Venerdì, 11 Maggio 2012 12:15 Visite: 173
“Trovare soluzioni concrete e condivise per migliorare la situazione delle carceri”. E' questo l'invito che il Garante regionale dei detenuti Italo Tanoni esprime all'indomani del suicidio del detenuto greco di 28 anni, avvenuto giovedì mattina nella Casa circondariale di Montacuto.

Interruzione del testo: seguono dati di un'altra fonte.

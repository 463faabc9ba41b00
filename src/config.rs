use std::env;

use secrecy::SecretString;

#[derive(Clone, Debug)]
pub struct Config {
    /// When unset the service runs against the in-memory backend.
    pub database_url: Option<String>,
    pub web_server_host: String,
    pub web_server_port: u16,
    pub jwt_secret: SecretString,
}

impl Config {
    pub fn from_env() -> Self {
        Self {
            database_url: env::var("DATABASE_URL").ok(),
            web_server_host: env::var("WEB_SERVER_HOST")
                .unwrap_or_else(|_| "127.0.0.1".to_string()),
            web_server_port: env::var("WEB_SERVER_PORT")
                .ok()
                .and_then(|p| p.parse().ok())
                .unwrap_or(5001),
            jwt_secret: SecretString::from(
                env::var("JWT_SECRET")
                    .unwrap_or_else(|_| "dev_secret_key_change_in_production".to_string()),
            ),
        }
    }

    #[cfg(test)]
    pub fn test_config() -> Self {
        Self {
            database_url: None,
            web_server_host: "127.0.0.1".to_string(),
            web_server_port: 5001,
            jwt_secret: SecretString::from("test_jwt_secret_key".to_string()),
        }
    }
}

#[cfg(test)]
mod tests {
    use super::*;

    #[test]
    fn test_config_from_env_with_defaults() {
        let config = Config::from_env();

        assert!(!config.web_server_host.is_empty());
        assert!(config.web_server_port > 0);
    }

    #[test]
    fn test_test_config_uses_in_memory_backend() {
        let config = Config::test_config();

        assert!(config.database_url.is_none());
        assert_eq!(config.web_server_port, 5001);
    }
}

Oltre ad esprimere la propria preoccupazione per quanto accaduto, Tanoni ricorda che “da tempo l’Ufficio del Garante insiste sulla soluzione pratica al sovraffollamento di Montacuto, con il migliore utilizzo del carcere di Barcaglione”. Un appello che è stato rivolto anche al Presidente della Repubblica Giorgio Napolitano e al responsabile nazionale del DAP (Dipartimento Amministrazione Penitenziaria) Giovanni Tamburino, nel corso di un incontro avvenuto al Quirinale lo scorso 27 aprile. “Tamburino ha accettato l'invito di venire presto nella nostra regione e ha assicurato il suo interessamento per intervenire sull'emergenza carceri” - sottolinea l'Ombudsman. Altra questione sollevata dal Garante riguarda le ore di sostegno psicologico ai detenuti, “ormai quasi completamente assenti, con la presenza a Montacuto di un solo educatore che deve far fronte alla popolazione di 400 reclusi”. “Quello dell'assistenza psicologica – continua - è un elemento fondamentale per migliorare l'ingresso in carcere e prevenire, per quanto possibile, episodi di suicidio”. A questo proposito il Garante annuncia che nei prossimi giorni ci sarà un incontro con l’Assessore regionale alla salute Almerino Mezzolani, il responsabile della sanità nelle carceri Carmine Di Bernardo e il coordinatore dei servizi psicologici dei penitenziari Alessandro Bruni. Tra le priorità dell'Autorità di garanzia anche un incontro a breve con tutti i rappresentanti sindacali della polizia penitenziaria e la costituzione di un coordinamento regionale tra le testate giornalistiche delle carceri marchigiane, “per garantire concretamente la diffusione delle informazioni all'interno degli Istituti di pena”.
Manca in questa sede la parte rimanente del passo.